There are many studies that have already been quoted on how reducing the gender gap in farming communities would lead to increased yield and quality on farms. Some studies even quote that gender equality on coffee farms will lead to an extra 30 billion cups of coffee a year.

At Bean Voyage, we believe that by working with smallholding womxn and their families, we are not only unlocking these economic potentials, but are also building resilience in the farming communities: the resilience to be strong against the volatile coffee prices, climate change, and social and structural challenges so that they are able to thrive with and through coffee.

Only when the smallholder coffee farming families are strong in its roots, can we imagine the sustainability of the industry. We invest in the womxn and their families while dreaming for the thriving farming families across the globe. We invite you to join us in the movement as well.

1 UN Women. 2012. Commission on the status of women: facts and figures. Accessed here: https://www.unwomen.org/en/news/in-focus/commission-on-the-status-of-women-2012/facts-and-figures

***

Sunghee Tark is the co-founder of Bean Voyage and a freelance coffee writer. Her interest in the specialty coffee industry has initially stemmed from her passion to understand the intersectionality of income and gender inequality and she looked at coffee as one of the tools to address the issue. She explored this interest through academic research at London School of Economics where she recently finished her master’s degree.

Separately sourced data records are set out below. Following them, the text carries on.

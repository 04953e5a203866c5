use std::sync::Arc;

use shared::{domain::Decision, error::FetchFailure};
use tracing::warn;

use crate::{
    animation::{await_exit, ExitOutcome, ExitWaiter},
    browser::ProfileBrowser,
    config::Settings,
    source::ProfileSource,
    view::Screen,
};

/// Drives a [`ProfileBrowser`] against a profile source, awaiting the fetch
/// and the card exit between the begin/finish halves of each transition.
pub struct BrowserSession {
    browser: ProfileBrowser,
    source: Arc<dyn ProfileSource>,
    settings: Settings,
}

impl BrowserSession {
    pub fn new(source: Arc<dyn ProfileSource>, settings: Settings) -> Self {
        Self {
            browser: ProfileBrowser::new(),
            source,
            settings,
        }
    }

    pub fn browser(&self) -> &ProfileBrowser {
        &self.browser
    }

    pub fn settings(&self) -> &Settings {
        &self.settings
    }

    pub fn screen(&self) -> Screen {
        self.browser.render()
    }

    /// Fetches a new batch. Returns false if a fetch was already running.
    /// Also serves as the load-more and retry action.
    pub async fn fetch_batch(&mut self) -> bool {
        let Some(ticket) = self.browser.begin_fetch() else {
            return false;
        };
        let result = self
            .source
            .fetch_batch(self.settings.batch_size)
            .await
            .map_err(|err| FetchFailure::new(format!("{err:#}")));
        self.browser.finish_fetch(ticket, result);
        true
    }

    /// Applies a decision, waits for the exit (or its fallback) and advances.
    /// Returns `None` when the decision was ignored.
    pub async fn decide(&mut self, decision: Decision, waiter: ExitWaiter) -> Option<ExitOutcome> {
        let ticket = self.browser.decide(decision)?;
        let outcome = await_exit(waiter, self.settings.exit_fallback()).await;
        if !self.browser.complete_exit(ticket) {
            warn!("exit completion was superseded");
        }
        Some(outcome)
    }
}

#[cfg(test)]
#[path = "tests/session_tests.rs"]
mod tests;
use std::path::PathBuf;

mod backend_bridge;
mod controller;
mod ui;

use clap::Parser;
use client_core::{load_settings, Settings};
use crossbeam_channel::bounded;
use eframe::egui;
use tracing_subscriber::EnvFilter;

use crate::backend_bridge::commands::BackendCommand;
use crate::controller::events::{UiError, UiErrorContext, UiEvent};
use crate::ui::SwipeApp;

#[derive(Parser, Debug)]
struct Args {
    /// Path to a swipe.toml config file.
    #[arg(long)]
    config: Option<PathBuf>,
    #[arg(long)]
    api_url: Option<String>,
    #[arg(long)]
    batch_size: Option<usize>,
}

/// Resolves settings, falling back to defaults so the window still opens
/// with the problem shown in the status bar.
fn resolve_settings(args: &Args) -> (Settings, Option<UiError>) {
    let mut settings = match load_settings(args.config.as_deref()) {
        Ok(settings) => settings,
        Err(err) => {
            tracing::error!("failed to load settings, using defaults: {err}");
            return (
                Settings::default(),
                Some(UiError::from_message(UiErrorContext::Settings, err.to_string())),
            );
        }
    };
    if let Some(api_url) = &args.api_url {
        settings.api_url = api_url.clone();
    }
    if let Some(batch_size) = args.batch_size {
        settings.batch_size = batch_size;
    }
    match settings.validate() {
        Ok(()) => (settings, None),
        Err(err) => {
            tracing::error!("invalid command line settings, using defaults: {err}");
            (
                Settings::default(),
                Some(UiError::from_message(UiErrorContext::Settings, err.to_string())),
            )
        }
    }
}

fn main() -> eframe::Result<()> {
    tracing_subscriber::fmt()
        .with_env_filter(
            EnvFilter::try_from_default_env().unwrap_or_else(|_| EnvFilter::new("info")),
        )
        .init();
    let args = Args::parse();
    let (settings, startup_error) = resolve_settings(&args);

    let (cmd_tx, cmd_rx) = bounded::<BackendCommand>(256);
    let (ui_tx, ui_rx) = bounded::<UiEvent>(2048);
    backend_bridge::runtime::launch(cmd_rx, ui_tx, settings.clone());

    let options = eframe::NativeOptions {
        viewport: egui::ViewportBuilder::default()
            .with_title("Swipe")
            .with_inner_size([480.0, 720.0])
            .with_min_inner_size([420.0, 640.0]),
        ..Default::default()
    };
    eframe::run_native(
        "Swipe",
        options,
        Box::new(|_cc| {
            Ok(Box::new(SwipeApp::new(
                cmd_tx,
                ui_rx,
                settings,
                startup_error,
            )))
        }),
    )
}

#[cfg(test)]
mod tests {
    use super::{resolve_settings, Args};
    use crate::controller::events::{UiError, UiErrorCategory, UiErrorContext};
    use crate::ui::app::decode_card_image;

    #[test]
    fn classifies_backend_disconnect_as_transport_error() {
        let err = UiError::from_message(
            UiErrorContext::BackendStartup,
            "Backend worker disconnected (possible startup/runtime failure)",
        );
        assert_eq!(err.category(), UiErrorCategory::Transport);
        assert!(err.status_line().starts_with("Network (backend startup)"));
    }

    #[test]
    fn classifies_bad_image_bytes_as_decode_error() {
        let reason = format!(
            "{:#}",
            decode_card_image(b"definitely not an image").expect_err("garbage must not decode")
        );
        let err = UiError::from_message(UiErrorContext::ImageLoad, reason);
        assert_eq!(err.category(), UiErrorCategory::Decode);
        assert_eq!(err.context(), UiErrorContext::ImageLoad);
    }

    #[test]
    fn decodes_and_bounds_card_images() {
        let mut png = Vec::new();
        let source = image::RgbaImage::from_pixel(1024, 768, image::Rgba([200, 10, 10, 255]));
        image::DynamicImage::ImageRgba8(source)
            .write_to(&mut std::io::Cursor::new(&mut png), image::ImageFormat::Png)
            .expect("encode png");

        let decoded = decode_card_image(&png).expect("decode");
        assert_eq!((decoded.width, decoded.height), (512, 384));
        assert_eq!(decoded.rgba.len(), 512 * 384 * 4);
    }

    #[test]
    fn invalid_cli_batch_size_falls_back_to_defaults() {
        let dir = std::env::temp_dir().join(format!("swipe_gui_settings_{}", std::process::id()));
        std::fs::create_dir_all(&dir).expect("temp dir");
        let config = dir.join("swipe.toml");
        std::fs::write(&config, "batch_size = 3\n").expect("write config");

        let args = Args {
            config: Some(config.clone()),
            api_url: None,
            batch_size: Some(0),
        };
        let (settings, err) = resolve_settings(&args);
        assert_eq!(settings.batch_size, 10);
        assert!(err.is_some_and(|err| err.context() == UiErrorContext::Settings));

        let args = Args {
            batch_size: None,
            ..args
        };
        let (settings, err) = resolve_settings(&args);
        assert_eq!(settings.batch_size, 3);
        assert!(err.is_none());

        std::fs::remove_dir_all(dir).expect("cleanup");
    }
}
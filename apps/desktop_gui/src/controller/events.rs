//! UI/backend events and error modeling for desktop GUI controller.

use client_core::{ExitOutcome, ExitTicket};
use shared::{domain::Profile, error::FetchFailure};

use crate::ui::app::DecodedImage;

#[derive(Debug)]
pub enum UiEvent {
    Info(String),
    Error(UiError),
    BatchLoaded(Vec<Profile>),
    BatchFailed(FetchFailure),
    ImageLoaded { url: String, image: DecodedImage },
    ImageFailed { url: String, reason: String },
    ExitFinished {
        ticket: ExitTicket,
        outcome: ExitOutcome,
    },
}

#[derive(Debug, Clone, Copy, PartialEq, Eq)]
pub enum UiErrorCategory {
    Transport,
    Decode,
    Unknown,
}

#[derive(Debug, Clone, Copy, PartialEq, Eq)]
pub enum UiErrorContext {
    BackendStartup,
    Settings,
    ImageLoad,
}

#[derive(Debug, Clone)]
pub struct UiError {
    category: UiErrorCategory,
    context: UiErrorContext,
    message: String,
}

impl UiError {
    pub fn from_message(context: UiErrorContext, message: impl Into<String>) -> Self {
        let message = message.into();
        let message_lower = message.to_ascii_lowercase();
        let category = if message_lower.contains("decode")
            || message_lower.contains("malformed")
            || message_lower.contains("unsupported")
            || message_lower.contains("format")
        {
            UiErrorCategory::Decode
        } else if message_lower.contains("timeout")
            || message_lower.contains("timed out")
            || message_lower.contains("connection")
            || message_lower.contains("dns")
            || message_lower.contains("network")
            || message_lower.contains("disconnect")
            || message_lower.contains("status")
        {
            UiErrorCategory::Transport
        } else {
            UiErrorCategory::Unknown
        };

        Self {
            category,
            context,
            message,
        }
    }

    pub fn category(&self) -> UiErrorCategory {
        self.category
    }

    pub fn context(&self) -> UiErrorContext {
        self.context
    }

    pub fn message(&self) -> &str {
        &self.message
    }

    /// One-line text for the status bar.
    pub fn status_line(&self) -> String {
        let label = match self.category {
            UiErrorCategory::Transport => "Network",
            UiErrorCategory::Decode => "Decode",
            UiErrorCategory::Unknown => "Error",
        };
        let context = match self.context {
            UiErrorContext::BackendStartup => "backend startup",
            UiErrorContext::Settings => "settings",
            UiErrorContext::ImageLoad => "image",
        };
        format!("{label} ({context}): {}", self.message)
    }
}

Through her work with Bean Voyage, a feminist non-profit social enterprise that she co-founded with Abhinav Khanal, she collaborates with smallholder womxn coffee producers and youths in coffee communities to co-create a sustainable supply chain that works for all. Through her writing, she has written to raise awareness about the cost of coffee production, projects that empower coffee producers and womxn in coffee production whose work often goes unnoticed. Sunghee hopes to continue to promote greater equity for all members of the coffee communities through her involvement in the industry.